Chaibub Neto Elias, Ferrara Christine T, Attie Alan D, Yandell Brian S
Department of Statistics, University of Wisconsin, Madison, Wisconsin 53706, USA.
Genetics. 2008 Jun;179(2):1089-100. doi: 10.1534/genetics.107.085167. Epub 2008 May 27.

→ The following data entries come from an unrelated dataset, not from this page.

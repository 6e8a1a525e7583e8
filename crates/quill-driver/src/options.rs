//! Driver configuration.

use serde::{Deserialize, Serialize};

use quill_common::DiagnosticSink;
use quill_common::limits::{DEFAULT_MAX_ERRORS, MAX_RESOLVE_SWEEPS};

use crate::pass::Pass;

/// Knobs for one compilation. Every field has a default, so a config file
/// may set any subset of them.
#[derive(Clone, Debug, PartialEq, Eq, Serialize, Deserialize)]
#[serde(default, rename_all = "camelCase")]
pub struct DriverOptions {
    /// Sweeps allowed per pass before pending nodes are forced.
    pub max_sweeps: u32,
    /// Error count at which the driver stops.
    pub max_errors: usize,
    /// Last pass to run; later passes are skipped.
    pub stop_after: Option<Pass>,
    pub warnings_as_errors: bool,
}

impl Default for DriverOptions {
    fn default() -> Self {
        Self {
            max_sweeps: MAX_RESOLVE_SWEEPS,
            max_errors: DEFAULT_MAX_ERRORS,
            stop_after: None,
            warnings_as_errors: false,
        }
    }
}

impl DriverOptions {
    /// A sink configured with this compilation's error limit and warning mode.
    #[must_use]
    pub fn new_sink(&self) -> DiagnosticSink {
        let mut sink = DiagnosticSink::with_limit(self.max_errors);
        sink.set_warnings_as_errors(self.warnings_as_errors);
        sink
    }

    /// Whether `pass` runs at all under these options.
    #[must_use]
    pub fn runs(&self, pass: Pass) -> bool {
        self.stop_after.is_none_or(|last| pass <= last)
    }
}
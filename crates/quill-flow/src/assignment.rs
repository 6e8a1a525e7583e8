//! Definite-assignment lattice.
//!
//! An [`Assignment`] describes what is known about a variable at one point of
//! the program. Because a boolean expression can assign a variable on only one
//! of its outcomes (`x := next()` assigns `x` only when it yields `true`), the
//! value is *split*: one [`Facts`] triple for the `WhenFalse` outcome and one
//! for the `WhenTrue` outcome. Statement-level code only ever sees uniform
//! values; the split form lives inside conditions until a scope demuxes it.
//!
//! | Value           | unassigned | assigned | exactly once |
//! |-----------------|:----------:|:--------:|:------------:|
//! | `UNASSIGNED`    |     x      |          |              |
//! | `UNKNOWN_ONCE`  |            |          |      x       |
//! | `UNKNOWN`       |            |          |              |
//! | `ASSIGNED_ONCE` |            |    x     |      x       |
//! | `ASSIGNED`      |            |    x     |              |

use bitflags::bitflags;

bitflags! {
    /// Facts about a variable on one outcome of a condition.
    #[derive(Clone, Copy, Debug, PartialEq, Eq, Hash)]
    pub struct Facts: u8 {
        /// No path to this point assigned the variable.
        const UNASSIGNED = 0b100;
        /// Every path to this point assigned the variable.
        const ASSIGNED = 0b010;
        /// No path to this point assigned the variable more than once.
        const ONCE = 0b001;
    }
}

impl Facts {
    const fn applied(self) -> Self {
        if self.contains(Self::UNASSIGNED) {
            Self::ASSIGNED.union(Self::ONCE)
        } else {
            Self::ASSIGNED
        }
    }
}

/// Coarse status of a variable, as reported to users of the context.
#[derive(Clone, Copy, Debug, PartialEq, Eq, Hash)]
pub enum AssignmentStatus {
    Unassigned,
    AssignedOnce,
    AssignedMultiple,
    Unknown,
}

/// Split definite-assignment value.
#[derive(Clone, Copy, Debug, PartialEq, Eq, Hash)]
pub struct Assignment {
    when_false: Facts,
    when_true: Facts,
}

impl Assignment {
    pub const UNASSIGNED: Self = Self::uniform(Facts::UNASSIGNED);
    pub const UNKNOWN_ONCE: Self = Self::uniform(Facts::ONCE);
    pub const UNKNOWN: Self = Self::uniform(Facts::empty());
    pub const ASSIGNED_ONCE: Self = Self::uniform(Facts::ASSIGNED.union(Facts::ONCE));
    pub const ASSIGNED: Self = Self::uniform(Facts::ASSIGNED);

    const fn uniform(facts: Facts) -> Self {
        Self {
            when_false: facts,
            when_true: facts,
        }
    }

    #[must_use]
    pub const fn from_sides(when_false: Facts, when_true: Facts) -> Self {
        Self {
            when_false,
            when_true,
        }
    }

    /// Build a split value from the summaries of two outcome values.
    #[must_use]
    pub const fn split(when_false: Self, when_true: Self) -> Self {
        Self {
            when_false: when_false.summary(),
            when_true: when_true.summary(),
        }
    }

    #[must_use]
    pub const fn is_split(self) -> bool {
        self.when_false.bits() != self.when_true.bits()
    }

    #[must_use]
    pub const fn false_facts(self) -> Facts {
        self.when_false
    }

    #[must_use]
    pub const fn true_facts(self) -> Facts {
        self.when_true
    }

    #[must_use]
    pub const fn is_definitely_unassigned(self) -> bool {
        self.when_false.contains(Facts::UNASSIGNED) && self.when_true.contains(Facts::UNASSIGNED)
    }

    #[must_use]
    pub const fn is_definitely_assigned(self) -> bool {
        self.when_false.contains(Facts::ASSIGNED) && self.when_true.contains(Facts::ASSIGNED)
    }

    /// Whether the variable is assigned at most once on every path. An
    /// outcome on which it is still unassigned does not contradict this.
    #[must_use]
    pub const fn is_effectively_final(self) -> bool {
        let once_false = self.when_false.contains(Facts::ONCE);
        let once_true = self.when_true.contains(Facts::ONCE);
        (once_false && once_true)
            || (once_false && self.when_true.contains(Facts::UNASSIGNED))
            || (self.when_false.contains(Facts::UNASSIGNED) && once_true)
    }

    /// The facts that hold regardless of the outcome.
    #[must_use]
    pub const fn summary(self) -> Facts {
        let mut facts = Facts::empty();
        if self.is_definitely_unassigned() {
            facts = facts.union(Facts::UNASSIGNED);
        }
        if self.is_definitely_assigned() {
            facts = facts.union(Facts::ASSIGNED);
        }
        if self.is_effectively_final() {
            facts = facts.union(Facts::ONCE);
        }
        facts
    }

    #[must_use]
    pub const fn status(self) -> AssignmentStatus {
        let facts = self.summary();
        if facts.contains(Facts::UNASSIGNED) {
            AssignmentStatus::Unassigned
        } else if facts.contains(Facts::ASSIGNED) {
            if facts.contains(Facts::ONCE) {
                AssignmentStatus::AssignedOnce
            } else {
                AssignmentStatus::AssignedMultiple
            }
        } else {
            AssignmentStatus::Unknown
        }
    }

    /// The state after the variable is assigned.
    #[must_use]
    pub const fn apply_assignment(self) -> Self {
        Self {
            when_false: self.when_false.applied(),
            when_true: self.when_true.applied(),
        }
    }

    /// Meet of two values reaching the same point.
    #[must_use]
    pub const fn join(self, that: Self) -> Self {
        Self {
            when_false: self.when_false.intersection(that.when_false),
            when_true: self.when_true.intersection(that.when_true),
        }
    }

    /// Replace one outcome with the summary of a fork that ran on that outcome.
    #[must_use]
    pub const fn join_fork(self, that: Self, when_true: bool) -> Self {
        if when_true {
            Self {
                when_false: self.when_false,
                when_true: that.summary(),
            }
        } else {
            Self {
                when_false: that.summary(),
                when_true: self.when_true,
            }
        }
    }

    /// Combine the state before a loop (`self`) with the state at the end of
    /// its body. A body that changed the value may run again, so "once" is lost.
    #[must_use]
    pub const fn join_loop(self, that: Self) -> Self {
        Self {
            when_false: loop_side(self.when_false, that.when_false),
            when_true: loop_side(self.when_true, that.when_true),
        }
    }

    /// Apply the value from a scope that never completes to the value
    /// outside it (`that`).
    #[must_use]
    pub const fn promote_from_non_completing(self, that: Self) -> Self {
        Self {
            when_false: non_completing_side(self.when_false, that.when_false),
            when_true: non_completing_side(self.when_true, that.when_true),
        }
    }

    #[must_use]
    pub const fn negate(self) -> Self {
        Self {
            when_false: self.when_true,
            when_true: self.when_false,
        }
    }

    /// Collapse a split value into a uniform one.
    #[must_use]
    pub const fn demux(self) -> Self {
        Self::uniform(self.summary())
    }

    #[must_use]
    pub const fn when_true(self) -> Self {
        Self::uniform(self.when_true)
    }

    #[must_use]
    pub const fn when_false(self) -> Self {
        Self::uniform(self.when_false)
    }

    /// Project onto one outcome.
    #[must_use]
    pub const fn when(self, when_true: bool) -> Self {
        if when_true {
            self.when_true()
        } else {
            self.when_false()
        }
    }
}

impl From<AssignmentStatus> for Assignment {
    fn from(status: AssignmentStatus) -> Self {
        match status {
            AssignmentStatus::Unassigned => Self::UNASSIGNED,
            AssignmentStatus::AssignedOnce => Self::ASSIGNED_ONCE,
            AssignmentStatus::AssignedMultiple => Self::ASSIGNED,
            AssignmentStatus::Unknown => Self::UNKNOWN,
        }
    }
}

const fn loop_side(before: Facts, after: Facts) -> Facts {
    if before.bits() == after.bits() {
        before
    } else {
        after.difference(Facts::ONCE)
    }
}

const fn non_completing_side(inner: Facts, outer: Facts) -> Facts {
    if inner.contains(Facts::ONCE) && !outer.contains(Facts::ONCE) {
        inner.difference(Facts::ONCE)
    } else {
        inner
    }
}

A major goal in the study of complex traits is to decipher the causal interrelationships among correlated phenotypes. Current methods mostly yield undirected networks that connect phenotypes without causal orientation. Some of these connections may be spurious due to partial correlation that is not causal. We show how to build causal direction into an undirected network of phenotypes by including causal QTL for each phenotype. We evaluate causal direction for each edge connecting two phenotypes, using a LOD score. This new approach can be applied to many different population structures, including inbred and outbred crosses as well as natural populations, and can accommodate feedback loops. We assess its performance in simulation studies and show that our method recovers network edges and infers causal direction correctly at a high rate. Finally, we illustrate our method with an example involving gene expression and metabolite traits from experimental crosses.
复杂性状研究的一个主要目标是破译相关表型之间的因果相互关系。目前的方法大多产生无向网络,这些网络连接表型但没有因果方向。由于非因果的部分相关性,其中一些连接可能是虚假的。我们展示了如何通过为每个表型纳入因果QTL,将因果方向纳入表型的无向网络中。我们使用LOD分数评估连接两个表型的每条边的因果方向。这种新方法可以应用于许多不同的群体结构,包括近交和远交杂交以及自然群体,并且可以容纳反馈回路。我们在模拟研究中评估了它的性能,结果表明我们的方法能够以很高的准确率恢复网络边并正确推断因果方向。最后,我们用一个涉及实验杂交中基因表达和代谢物性状的例子来说明我们的方法。